Lauren: We’re happy to be able to put out a record with a really supportive label that also includes us in such a great roster of bands and friends. They’ve been great to work with and I feel lucky that they have our back. I’ve admired the label for a long time!
PRT: Speaking of family, you adopted one of our continent’s inhabitants in the form of the wonderful Lou from Caves. How did that come about?
Lauren: Lou and I have known each other for a long time through our previous bands. We put out a split 7” together years ago and officially met at Fest about 5 or 6 years ago. We’re partners and I somehow convinced her to move to the states with me! Sorry, UK!
PRT: “Survival Pop”, your first album for SideOneDummy, will be out later this Friday. What was your mindset like, diving into this one?
Lauren: I think this record was a long time coming, trying to figure out a lot of my relationship to music and songwriting and being in a band in general. I wanted to write songs for my past and current self, things that I would want to be listening to during specific and particularly difficult times. That was my starting point anyway, and it was an interesting thing to try to process and write about.
PRT: You’ve already had to overcome plenty of obstacles that life threw your way. But instead of letting them get you down, you seem to have overcome them and ended up stronger because of it. Is that where the concept of ‘survival pop’ comes from?
Lauren: I don’t really believe in the notion that hard times make you stronger necessarily, but they obviously do change you. I think more about that aspect of survival, who you are at the other end of it, how you live in the aftermath.
PRT: We were already big fans of “Imaginary Life”, but the new songs sound even better, more carefully arranged and diverse. Do you feel like you grew a lot as a songwriter in the two years since “Imaginary Life” came out?
Lauren: Absolutely. I feel like I’m always learning, or trying to build on the last thing I’ve worked on. I always want to feel like I can write something that I enjoy more than the last thing. Imaginary Life was a really formative experience for myself and I think the band as a whole, so I tried to really be conscious of that when working on Survival Pop.
PRT: You also work as an illustrator… maybe a weird question, but do you feel you can express different things in your music than through your drawings and paintings?
Lauren: I think I try to express similar things through both mediums but they serve different purposes for me. I think playing music is a much more social and collaborative activity, and visual art is a much more solitary, personally cathartic practice in my life.
PRT: I read that the album comes with a zine… is that something you’ve always wanted to do? And what can we expect from it?
Lauren: I really enjoy making zines, so it was a nice opportunity to be able to make something like that in conjunction with the record. It’s a mix of artwork and some writing in a black and white photocopy way. I tried to funnel some of the other things that I make into that format.

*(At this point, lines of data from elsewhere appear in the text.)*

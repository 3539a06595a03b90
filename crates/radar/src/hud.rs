use std::f32::consts::SQRT_2;

use serde::{Deserialize, Serialize};
use tracing::{debug, info};

use crate::color::BackgroundStyle;
use crate::config::RadarConfig;
use crate::geometry::Vec2;
use crate::raster::{blend_pixel, Surface};

/// Persisted overlay anchor in window pixels. `left` wins over `right`.
#[derive(Debug, Clone, Copy, PartialEq, Serialize, Deserialize)]
pub struct HudPosition {
    pub top: f32,
    pub left: Option<f32>,
    pub right: Option<f32>,
}

impl Default for HudPosition {
    fn default() -> Self {
        Self {
            top: 10.0,
            left: None,
            right: Some(10.0),
        }
    }
}

impl HudPosition {
    /// Top-left corner of an overlay of `size_px` inside a window of
    /// `window_width`.
    pub fn resolve(&self, size_px: u32, window_width: u32) -> Vec2 {
        let x = match (self.left, self.right) {
            (Some(left), _) => left,
            (None, Some(right)) => window_width as f32 - size_px as f32 - right,
            (None, None) => 0.0,
        };
        Vec2::new(x, self.top)
    }
}

#[derive(Debug, Clone, Copy, PartialEq, Eq)]
pub enum HudState {
    Absent,
    Created,
    Destroyed,
}

#[derive(Debug, Clone, Copy, PartialEq)]
pub enum DragState {
    Idle,
    /// `offset` is the pointer position relative to the overlay's top-left;
    /// `start` is where the overlay sat when the drag began.
    Dragging { offset: Vec2, start: HudPosition },
}

#[derive(Debug, Clone, Copy, PartialEq, Eq)]
pub enum HudSignal {
    OpenSettings,
}

#[derive(Debug)]
struct Overlay {
    surface: Surface,
    background: BackgroundStyle,
    position: HudPosition,
    drag: DragState,
}

impl Overlay {
    fn size_px(&self) -> u32 {
        self.surface.width()
    }

    fn contains(&self, pointer: Vec2, window_width: u32) -> bool {
        let origin = self.position.resolve(self.size_px(), window_width);
        let radius = self.size_px() as f32 * 0.5;
        let dx = pointer.x - (origin.x + radius);
        let dy = pointer.y - (origin.y + radius);
        dx * dx + dy * dy <= radius * radius
    }
}

#[derive(Debug)]
pub struct HudManager {
    overlay: Option<Overlay>,
    state: HudState,
    visible: bool,
    window_width: u32,
    generation: u64,
}

impl HudManager {
    pub fn new(window_width: u32) -> Self {
        Self {
            overlay: None,
            state: HudState::Absent,
            visible: true,
            window_width,
            generation: 0,
        }
    }

    pub fn state(&self) -> HudState {
        self.state
    }

    pub fn is_created(&self) -> bool {
        self.overlay.is_some()
    }

    pub fn overlay_count(&self) -> usize {
        usize::from(self.overlay.is_some())
    }

    /// Bumped on every creation, so callers can tell a fresh surface apart.
    pub fn generation(&self) -> u64 {
        self.generation
    }

    pub fn is_visible(&self) -> bool {
        self.visible
    }

    pub fn surface(&self) -> Option<&Surface> {
        self.overlay.as_ref().map(|overlay| &overlay.surface)
    }

    pub fn surface_mut(&mut self) -> Option<&mut Surface> {
        self.overlay.as_mut().map(|overlay| &mut overlay.surface)
    }

    pub fn position(&self) -> Option<HudPosition> {
        self.overlay.as_ref().map(|overlay| overlay.position)
    }

    pub fn drag_state(&self) -> DragState {
        self.overlay
            .as_ref()
            .map_or(DragState::Idle, |overlay| overlay.drag)
    }

    pub fn set_window_width(&mut self, window_width: u32) {
        self.window_width = window_width;
    }

    pub fn create(&mut self, config: &RadarConfig, position: HudPosition) {
        self.destroy();
        let size = config.size_px;
        self.overlay = Some(Overlay {
            surface: Surface::new(size, size),
            background: config.background,
            position,
            drag: DragState::Idle,
        });
        self.state = HudState::Created;
        self.generation = self.generation.saturating_add(1);
        info!(
            size_px = size,
            top = position.top,
            left = ?position.left,
            right = ?position.right,
            generation = self.generation,
            "radar_hud_created"
        );
    }

    pub fn destroy(&mut self) {
        if self.overlay.take().is_some() {
            self.state = HudState::Destroyed;
            info!(generation = self.generation, "radar_hud_destroyed");
        }
    }

    pub fn resize(&mut self, config: &RadarConfig, position: HudPosition) {
        self.destroy();
        self.create(config, position);
    }

    pub fn toggle_visibility(&mut self) -> bool {
        self.visible = !self.visible;
        if !self.visible {
            self.cancel_drag();
        }
        info!(visible = self.visible, "radar_hud_visibility_toggled");
        self.visible
    }

    /// Starts a drag when the pointer lands inside the visible overlay.
    pub fn pointer_down(&mut self, pointer: Vec2) -> bool {
        let window_width = self.window_width;
        let visible = self.visible;
        let Some(overlay) = self.overlay.as_mut() else {
            return false;
        };
        if !visible || !overlay.contains(pointer, window_width) {
            return false;
        }
        let origin = overlay.position.resolve(overlay.size_px(), window_width);
        let offset = Vec2::new(pointer.x - origin.x, pointer.y - origin.y);
        overlay.drag = DragState::Dragging {
            offset,
            start: overlay.position,
        };
        debug!(offset_x = offset.x, offset_y = offset.y, "radar_drag_started");
        true
    }

    pub fn pointer_moved(&mut self, pointer: Vec2) -> bool {
        let Some(overlay) = self.overlay.as_mut() else {
            return false;
        };
        let DragState::Dragging { offset, .. } = overlay.drag else {
            return false;
        };
        overlay.position = HudPosition {
            top: pointer.y - offset.y,
            left: Some(pointer.x - offset.x),
            right: None,
        };
        true
    }

    /// Ends the gesture; returns the position to persist when one was active.
    pub fn pointer_up(&mut self) -> Option<HudPosition> {
        let overlay = self.overlay.as_mut()?;
        if overlay.drag == DragState::Idle {
            return None;
        }
        overlay.drag = DragState::Idle;
        debug!(
            top = overlay.position.top,
            left = ?overlay.position.left,
            "radar_drag_finished"
        );
        Some(overlay.position)
    }

    /// Drops an unfinished drag, putting the overlay back where it started.
    fn cancel_drag(&mut self) {
        let Some(overlay) = self.overlay.as_mut() else {
            return;
        };
        if let DragState::Dragging { start, .. } = overlay.drag {
            overlay.position = start;
            overlay.drag = DragState::Idle;
            debug!("radar_drag_cancelled");
        }
    }

    /// The pointer leaving the window ends the gesture like a release.
    pub fn pointer_left_window(&mut self) -> Option<HudPosition> {
        self.pointer_up()
    }

    pub fn double_click(&mut self, pointer: Vec2) -> Option<HudSignal> {
        let overlay = self.overlay.as_ref()?;
        (self.visible && overlay.contains(pointer, self.window_width))
            .then_some(HudSignal::OpenSettings)
    }

    /// Paints the overlay into a window frame: circular mask, background,
    /// then the radar surface on top.
    pub fn composite(&self, frame: &mut [u8], width: u32, height: u32) {
        if !self.visible || width == 0 || height == 0 {
            return;
        }
        let Some(overlay) = self.overlay.as_ref() else {
            return;
        };

        let size = overlay.size_px();
        let radius = size as f32 * 0.5;
        let gradient_extent = radius * SQRT_2;
        let origin = overlay.position.resolve(size, width);
        let origin_x = origin.x.round() as i32;
        let origin_y = origin.y.round() as i32;

        for sy in 0..size {
            let window_y = origin_y + sy as i32;
            if window_y < 0 || window_y >= height as i32 {
                continue;
            }
            for sx in 0..size {
                let window_x = origin_x + sx as i32;
                if window_x < 0 || window_x >= width as i32 {
                    continue;
                }
                let dx = sx as f32 + 0.5 - radius;
                let dy = sy as f32 + 0.5 - radius;
                let dist = (dx * dx + dy * dy).sqrt();
                if dist > radius {
                    continue;
                }
                let background = overlay.background.sample(dist / gradient_extent);
                blend_pixel(frame, width, window_x, window_y, background);
                if let Some(radar_pixel) = overlay.surface.pixel(sx, sy) {
                    blend_pixel(frame, width, window_x, window_y, radar_pixel);
                }
            }
        }
    }
}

PRT: You recently posted that you were still looking for opening bands for a couple of the dates on your upcoming US tour with Thin Lips and Katie Ellen in October and that you would prioritize bands that weren’t all cis/straight/white men. Playing the devil’s advocate here for a second because I can get behind it… but where do you feel something stops being positive action and turns into something that could be construed as discrimination?

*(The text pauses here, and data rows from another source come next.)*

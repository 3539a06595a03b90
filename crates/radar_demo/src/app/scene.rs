use std::f32::consts::TAU;
use std::time::{Duration, Instant};

use radar::{Disposition, EntityId, EntitySource, Observer, RadarTrigger, SceneEntity, Vec2};
use tracing::{debug, info};

#[derive(Debug, Clone, Copy)]
struct Token {
    id: EntityId,
    orbit_center: Vec2,
    orbit_radius_cells: f32,
    angle: f32,
    step_radians: f32,
    disposition: Disposition,
    sensor_range: Option<f32>,
    present: bool,
}

/// Tokens hopping cell to cell around fixed orbits, one hop at a time.
#[derive(Debug)]
pub(crate) struct DemoScene {
    tokens: Vec<Token>,
    entities: Vec<SceneEntity>,
    cell_px: f32,
    observer_index: usize,
    next_mover: usize,
    move_interval: Duration,
    next_move_at: Option<Instant>,
    turn: u32,
}

impl DemoScene {
    pub(crate) fn new(cell_px: f32, move_interval: Duration) -> Self {
        let token = |id, center: (f32, f32), radius, angle, step, disposition, sensor_range| Token {
            id: EntityId(id),
            orbit_center: Vec2::new(center.0 * cell_px, center.1 * cell_px),
            orbit_radius_cells: radius,
            angle,
            step_radians: step,
            disposition,
            sensor_range,
            present: true,
        };
        let tokens = vec![
            token(1, (4.0, 3.5), 1.0, 0.0, TAU / 8.0, Disposition::Friendly, Some(45.0)),
            token(2, (6.0, 3.0), 2.0, 1.0, TAU / 12.0, Disposition::Hostile, None),
            token(3, (3.0, 4.0), 3.0, 2.5, -TAU / 16.0, Disposition::Hostile, None),
            token(4, (7.0, 4.0), 1.5, 4.0, TAU / 10.0, Disposition::Neutral, Some(20.0)),
            token(5, (5.0, 2.0), 4.0, 5.0, TAU / 20.0, Disposition::Unclassified, None),
            token(6, (9.0, 5.0), 2.5, 0.5, -TAU / 12.0, Disposition::Friendly, None),
            token(7, (2.0, 2.0), 1.0, 3.0, TAU / 6.0, Disposition::Hostile, None),
        ];

        let mut scene = Self {
            tokens,
            entities: Vec::new(),
            cell_px,
            observer_index: 0,
            next_mover: 0,
            move_interval,
            next_move_at: None,
            turn: 0,
        };
        scene.rebuild_entities();
        scene
    }

    pub(crate) fn token_count(&self) -> usize {
        self.tokens.len()
    }

    pub(crate) fn cell_px(&self) -> f32 {
        self.cell_px
    }

    pub(crate) fn observer_id(&self) -> EntityId {
        self.tokens[self.observer_index].id
    }

    pub(crate) fn next_move_at(&self) -> Option<Instant> {
        self.next_move_at
    }

    /// Hops every token whose move came due; one trigger per hop.
    pub(crate) fn advance(&mut self, now: Instant) -> Vec<RadarTrigger> {
        let Some(due) = self.next_move_at else {
            self.next_move_at = Some(now + self.move_interval);
            return Vec::new();
        };
        if now < due {
            return Vec::new();
        }

        let mut triggers = Vec::new();
        let mut next = due;
        while next <= now && triggers.len() < self.tokens.len() {
            self.hop_next_token();
            triggers.push(RadarTrigger::EntityMoved);
            next += self.move_interval;
        }
        // After a long stall, resume from now instead of replaying the backlog.
        if next <= now {
            next = now + self.move_interval;
        }
        self.next_move_at = Some(next);
        self.rebuild_entities();
        triggers
    }

    pub(crate) fn cycle_observer(&mut self) -> RadarTrigger {
        for offset in 1..=self.tokens.len() {
            let candidate = (self.observer_index + offset) % self.tokens.len();
            if self.tokens[candidate].present {
                self.observer_index = candidate;
                break;
            }
        }
        info!(observer = self.observer_id().0, "observer_selected");
        RadarTrigger::SelectionChanged
    }

    /// Starts the next combat turn. The last token drops out on odd turns and
    /// rejoins on even ones, so turns also exercise add and remove triggers.
    pub(crate) fn advance_turn(&mut self) -> Vec<RadarTrigger> {
        self.turn = self.turn.saturating_add(1);
        let mut triggers = vec![RadarTrigger::TurnAdvanced];

        let reinforcement = self.tokens.len() - 1;
        if reinforcement != self.observer_index {
            let present = self.turn % 2 == 0;
            if self.tokens[reinforcement].present != present {
                self.tokens[reinforcement].present = present;
                triggers.push(if present {
                    RadarTrigger::EntityAdded
                } else {
                    RadarTrigger::EntityRemoved
                });
            }
        }

        self.rebuild_entities();
        info!(turn = self.turn, "turn_advanced");
        triggers
    }

    fn hop_next_token(&mut self) {
        let token = &mut self.tokens[self.next_mover];
        token.angle = (token.angle + token.step_radians).rem_euclid(TAU);
        debug!(token = token.id.0, angle = token.angle, "token_moved");
        self.next_mover = (self.next_mover + 1) % self.tokens.len();
    }

    fn position_of(&self, token: &Token) -> Vec2 {
        let reach = token.orbit_radius_cells * self.cell_px;
        let raw = Vec2::new(
            token.orbit_center.x + reach * token.angle.cos(),
            token.orbit_center.y + reach * token.angle.sin(),
        );
        snap_to_cell_center(raw, self.cell_px)
    }

    fn rebuild_entities(&mut self) {
        let entities: Vec<SceneEntity> = self
            .tokens
            .iter()
            .filter(|token| token.present)
            .map(|token| SceneEntity {
                id: token.id,
                position: self.position_of(token),
                visible: true,
                disposition: token.disposition,
            })
            .collect();
        self.entities = entities;
    }
}

impl EntitySource for DemoScene {
    fn is_ready(&self) -> bool {
        !self.tokens.is_empty()
    }

    fn observer(&self) -> Option<Observer> {
        let token = self.tokens.get(self.observer_index)?;
        token.present.then(|| Observer {
            id: token.id,
            position: self.position_of(token),
            sensor_range: token.sensor_range,
        })
    }

    fn entities(&self) -> &[SceneEntity] {
        &self.entities
    }
}

fn snap_to_cell_center(point: Vec2, cell_px: f32) -> Vec2 {
    Vec2::new(
        (point.x / cell_px).floor() * cell_px + cell_px * 0.5,
        (point.y / cell_px).floor() * cell_px + cell_px * 0.5,
    )
}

Lauren: Why do you even need to play devil’s advocate here? Why wouldn’t you want to talk about why prioritizing bands like these is necessary in 2017? Playing devil’s advocate: have you looked at the lineups of festivals like Groezrock lately? Here’s the thing, I am discriminating. I’m actively promoting bands whose lineups are not all cis/straight/white men when choosing folks to play shows with on this tour, and that hurts no one. Bands are generally free from major criticism or consequence for creating lineups of just their bros, their dudes, their boys. Some of my favorite bands are all-men. They’re some of the bands that I’d give my right arm to tour with. But you know what this one is? My tour. I get to pick. And I’m choosing angry queers and rad POC and tough ladies because. I. can. I love them and I fucking feel like it. And if anyone has even the slightest issue with elevating marginalized voices, or just actively choosing ones own environment, they can come see me.
PRT: On a lighter note… you played the Chris Gethard show the same day Method Man was a guest. Did you get to meet him? And if so, what was he like?
Lauren: Method Man was really nice and a lot of fun to watch on the show. He introduced himself to us after the show then ran off into the night shouting “Worriers!” like the Warriors (come out to play) and it was a highlight of my life.